Friday, November 18, 2005

Divide By Ten

Google at $400:Is It on Merit Or Just a Mania?

Thus asks the Wall Street Journal this morning, in a rather silly article devoted to a rather silly topic: the meaning, if there is one, of the fact that Google shares hit $400 yesterday.

Don’t get me wrong: I like Google as a business model and a company. And I’m not indifferent to the share price (although I make no recommendations here regarding stocks and never will).

But uncommented on in this morning’s “Merit or Mania?” article is the fact that shares of Yahoo had a much bigger move yesterday than Google—and also reached the same milestone.

Yet nobody seemed to notice.

All you have to do is divide Google’s stock price by ten. Do that, and shares of Google merely rose 53 cents yesterday to close at $40.35.

Yahoo shares, meanwhile, rose over $2.00 and closed at $42.23.

You can also multiply Yahoo by ten to make it comparable to Google: looked at this way, Yahoo shares rose more than $20 yesterday and closed at $422.

Which makes Google's $5.35 pop to $403 a bit less eye-catching, and
in and of itself no big megillah, at least compared to a peer company.
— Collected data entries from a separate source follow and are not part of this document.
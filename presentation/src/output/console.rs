//! Console output formatter for workflow runs

use colored::Colorize;
use pecko_application::{RunWorkflowError, RunWorkflowOutput};
use pecko_domain::{AiMessage, Message, ToolCall, ToolResultMessage};
use std::path::Path;

/// Longest tool output shown inline
const PREVIEW_CHARS: usize = 400;
const PREVIEW_LINES: usize = 8;

/// Formats conversation messages and run summaries for the terminal
pub struct ConsoleFormatter;

impl ConsoleFormatter {
    /// Format one conversation message
    pub fn format_message(message: &Message) -> String {
        match message {
            Message::System { content } => format!("{}\n", content.dimmed()),
            Message::Human { content } => {
                format!("{} {}\n", ">".cyan().bold(), content)
            }
            Message::Ai(ai) => Self::format_ai(ai),
            Message::ToolResult(result) => Self::format_tool_result(result),
        }
    }

    /// Format several messages in order
    pub fn format_messages(messages: &[Message]) -> String {
        messages.iter().map(Self::format_message).collect()
    }

    fn format_ai(ai: &AiMessage) -> String {
        let author = ai.author.map(|r| r.as_str()).unwrap_or("assistant");
        let mut output = format!("\n{}\n", format!("── {} ──", author).yellow().bold());

        if !ai.content.trim().is_empty() {
            output.push_str(ai.content.trim_end());
            output.push('\n');
        }
        for call in &ai.tool_calls {
            output.push_str(&format!("  {} {}\n", "->".blue(), Self::format_call(call)));
        }
        output
    }

    fn format_call(call: &ToolCall) -> String {
        let args = call
            .arguments
            .iter()
            .map(|(key, value)| {
                let rendered = match value.as_str() {
                    Some(s) => format!("{:?}", preview(s, 60, 1)),
                    None => value.to_string(),
                };
                format!("{}={}", key, rendered)
            })
            .collect::<Vec<_>>()
            .join(", ");
        format!("{}({})", call.name.bold(), args)
    }

    fn format_tool_result(result: &ToolResultMessage) -> String {
        let body = preview(&result.content, PREVIEW_CHARS, PREVIEW_LINES);
        let marker = if result.is_error {
            "<-".red()
        } else {
            "<-".green()
        };
        let mut output = format!("  {} {}\n", marker, result.tool_name.bold());
        for line in body.lines() {
            let line = if result.is_error {
                line.red().to_string()
            } else {
                line.dimmed().to_string()
            };
            output.push_str(&format!("     {}\n", line));
        }
        output
    }

    /// Format the summary of a finished run
    pub fn format_summary(output: &RunWorkflowOutput) -> String {
        let mut text = format!(
            "\n{} {} steps, {} messages\n",
            "Done:".green().bold(),
            output.steps,
            output.log.len()
        );
        if let Some(response) = output.final_response.as_deref()
            && !response.trim().is_empty()
        {
            text.push_str(&format!("\n{}\n{}\n", "Final response:".cyan().bold(), response.trim_end()));
        }
        text
    }

    /// Format the outcome of `pecko init`
    pub fn format_init(created: bool, message: &str) -> String {
        if created {
            format!("{}\n", message.green())
        } else {
            format!("{}\n", message.yellow())
        }
    }

    /// Format `pecko status`; `None` when no workspace was found
    pub fn format_status(workspace: Option<(&Path, &Path)>) -> String {
        match workspace {
            Some((root, meta)) => format!(
                "{}\nroot: {}\nmeta: {}\n",
                "Initialized".bold(),
                root.display(),
                meta.display()
            ),
            None => format!("{} Run: pecko init\n", "Not initialized.".red()),
        }
    }

    /// Format a failed run, including how much of the transcript survived
    pub fn format_failure(error: &RunWorkflowError) -> String {
        let mut text = format!("\n{} {}\n", "Run failed:".red().bold(), error);
        if let Some(partial) = error.partial() {
            text.push_str(&format!(
                "{}\n",
                format!("(partial conversation: {} messages)", partial.len()).dimmed()
            ));
        }
        text
    }
}

/// Trim `text` to at most `max_lines` lines and `max_chars` characters
fn preview(text: &str, max_chars: usize, max_lines: usize) -> String {
    let total_lines = text.lines().count();
    let mut out: String = text
        .lines()
        .take(max_lines)
        .collect::<Vec<_>>()
        .join("\n");
    let mut truncated = total_lines > max_lines;

    if out.chars().count() > max_chars {
        out = out.chars().take(max_chars).collect();
        truncated = true;
    }
    if truncated {
        out.push_str(" ...");
    }
    out
}

#[cfg(test)]
mod tests {
    use super::*;
    use pecko_domain::{ConversationLog, RoleKind};

    fn plain() {
        colored::control::set_override(false);
    }

    #[test]
    fn test_format_ai_with_tool_call() {
        plain();
        let ai = AiMessage::new("Writing the file.")
            .with_author(RoleKind::Worker)
            .with_tool_call(
                ToolCall::new("c1", "write_file")
                    .with_arg("file_path", "notes.txt")
                    .with_arg("content", "hello"),
            );

        let text = ConsoleFormatter::format_message(&Message::Ai(ai));

        assert!(text.contains("── worker ──"));
        assert!(text.contains("Writing the file."));
        assert!(text.contains("write_file(content=\"hello\", file_path=\"notes.txt\")"));
    }

    #[test]
    fn test_format_error_result() {
        plain();
        let mut message = ToolResultMessage {
            call_id: "c1".to_string(),
            tool_name: "read_file".to_string(),
            content: "Error: nope.txt is not a file or does not exist.".to_string(),
            is_error: true,
        };
        let text = ConsoleFormatter::format_message(&Message::ToolResult(message.clone()));
        assert!(text.contains("<- read_file"));
        assert!(text.contains("Error: nope.txt"));

        message.content = (0..20).map(|i| format!("line {}\n", i)).collect();
        message.is_error = false;
        let text = ConsoleFormatter::format_message(&Message::ToolResult(message));
        assert!(text.contains("line 7"));
        assert!(!text.contains("line 8"));
        assert!(text.contains("..."));
    }

    #[test]
    fn test_format_summary() {
        plain();
        let log = ConversationLog::from(vec![Message::human("hi"), Message::ai("All done.")]);
        let output = RunWorkflowOutput {
            log,
            steps: 1,
            final_response: Some("All done.".to_string()),
        };

        let text = ConsoleFormatter::format_summary(&output);
        assert!(text.contains("Done: 1 steps, 2 messages"));
        assert!(text.contains("All done."));
    }

    #[test]
    fn test_format_failure_with_partial() {
        plain();
        let error = RunWorkflowError::StepLimitExceeded {
            limit: 4,
            partial: ConversationLog::from(vec![Message::human("hi")]),
        };

        let text = ConsoleFormatter::format_failure(&error);
        assert!(text.contains("Run failed: Step limit of 4 exceeded"));
        assert!(text.contains("partial conversation: 1 messages"));
    }

    #[test]
    fn test_format_status() {
        plain();
        let text = ConsoleFormatter::format_status(Some((
            Path::new("/work"),
            Path::new("/work/.pecko"),
        )));
        assert_eq!(text, "Initialized\nroot: /work\nmeta: /work/.pecko\n");
        assert_eq!(
            ConsoleFormatter::format_status(None),
            "Not initialized. Run: pecko init\n"
        );
    }

    #[test]
    fn test_preview_limits() {
        assert_eq!(preview("short", 10, 2), "short");
        assert_eq!(preview("abcdef", 3, 2), "abc ...");
        assert_eq!(preview("a\nb\nc", 100, 2), "a\nb ...");
    }
}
But the fact that Google’s market valuation is larger than Coke, as the article pointed out, is worth looking into.

Jeff Matthews
I Am Not Making This Up

© 2005 Jeff Matthews

The content contained in this blog represents the opinions of Mr. Matthews. Mr. Matthews also acts as an advisor and clients advised by Mr. Matthews may hold either long or short positions in securities of various companies discussed in the blog based upon Mr. Matthews' recommendations.


mrgnofsafety said...


You beat me to this! Did you see the end of the article? An analyst from "TSG Capital, a hedge fund based in Plano, Texas, that has owned Google shares since early this year", said...

"If there is a stumble, it's going to be down $40 or $50,"

Your'e kidding? It may drop 10-12%?

Stocks NEVER do that! Where do they find these people to give them these quotes?

Would he have said, "If there is a stumble, it's going to be down $4-$5?" No. But as you mentioned, if you just split the shares, that's excatly what we are talking about.

Great post.

cdub said...

Or...YHOO's market cap rose by $3.11B, while GOOG's rose by $1.48B. Fairly significant difference. People just caught up in the "holy cow an internet stock at $400" stuff. Brings back '99 memories.

dkman said...

"Your'e kidding? It may drop 10-12%?

Stocks NEVER do that!"

This is one instance where you should never use the word like "never"

Stocks frequently drop 10+%, over time or in one session, in case of an event-driven move (e.g. bad earnings)

For an example from today's session check out FORD - down 21% right now.

jerseyshore said...

It was a poor article, but the growth in Google's stock price since inception is impression given the time. Yahoo! may of had similar fortune however it was also during a technology driven boom.

BoxedMerlot said...

Good for you.

The issue reminds me of the media's coverage of the Dow in the late 90's as it crossed 6, 7 and 8,000, reporting the Dow moves as dramatic, giant moves each day.

Percentage wise, an 80 point move at Dow 8000 was no more dramatic than a 40 point move at Dow 4000.

The media reported the 80 point move as if it were proof of a more volitile market, as very few radio or television outlets pointed out that the moves were no more dramatic than when the Dow was half.

I spent at least 5 months as a securities broker explaining this to clients who were being jerked around by reporters who were all but "innumerate" on the subject, as the created panic and heat for no good reason.

UrsaMajor245 said...

Barrons has a discussion of Google's (GOOG:NDAQ) valuations, too. Why is Google so frothy right now? Perhaps it a little window dressing. Quite a few securities getting that treatment right now by late to the party mutual fund managers who wish they were hedgies but don't quite make the grade.

Remember, never, ever short into a mutual fund window dressing pump this time of year without the price chart confirming a triple top. That's suicide, even for young hedge fund managers.

muckdog said...

Well, Google is a nice place to do searches. And blog. I don't ever read ads or click on sponsors. Somebody else must be doing that. I still spend way more time on Yahoo.

Its_strange said...

NYT ....Wal-Mart selling $10,000 diamonds online . And other fancy stuff . Why do get the feeling as soon as Wal-mart wants the whole online retailing business it can have it .

black bart said...

muckdog said...

Well, Google is a nice place to do searches. And blog. I don't ever read ads or click on sponsors. Somebody else must be doing that. I still spend way more time on Yahoo.

Ditto. And if i need to do an "important" search, I always back it up with yahoo and msn searches. Always.

Anonymous said...

Jeff, you don't honestly expect the MSM to labor through the concept of percent returns, do you? Big dollar increases and drops makes news! No way you're going to attract any attention putting coherent thought into the mix.
But, in the end, this is why some professional investors make money from retail investors...the public can be too lazy to see through the smokescreens.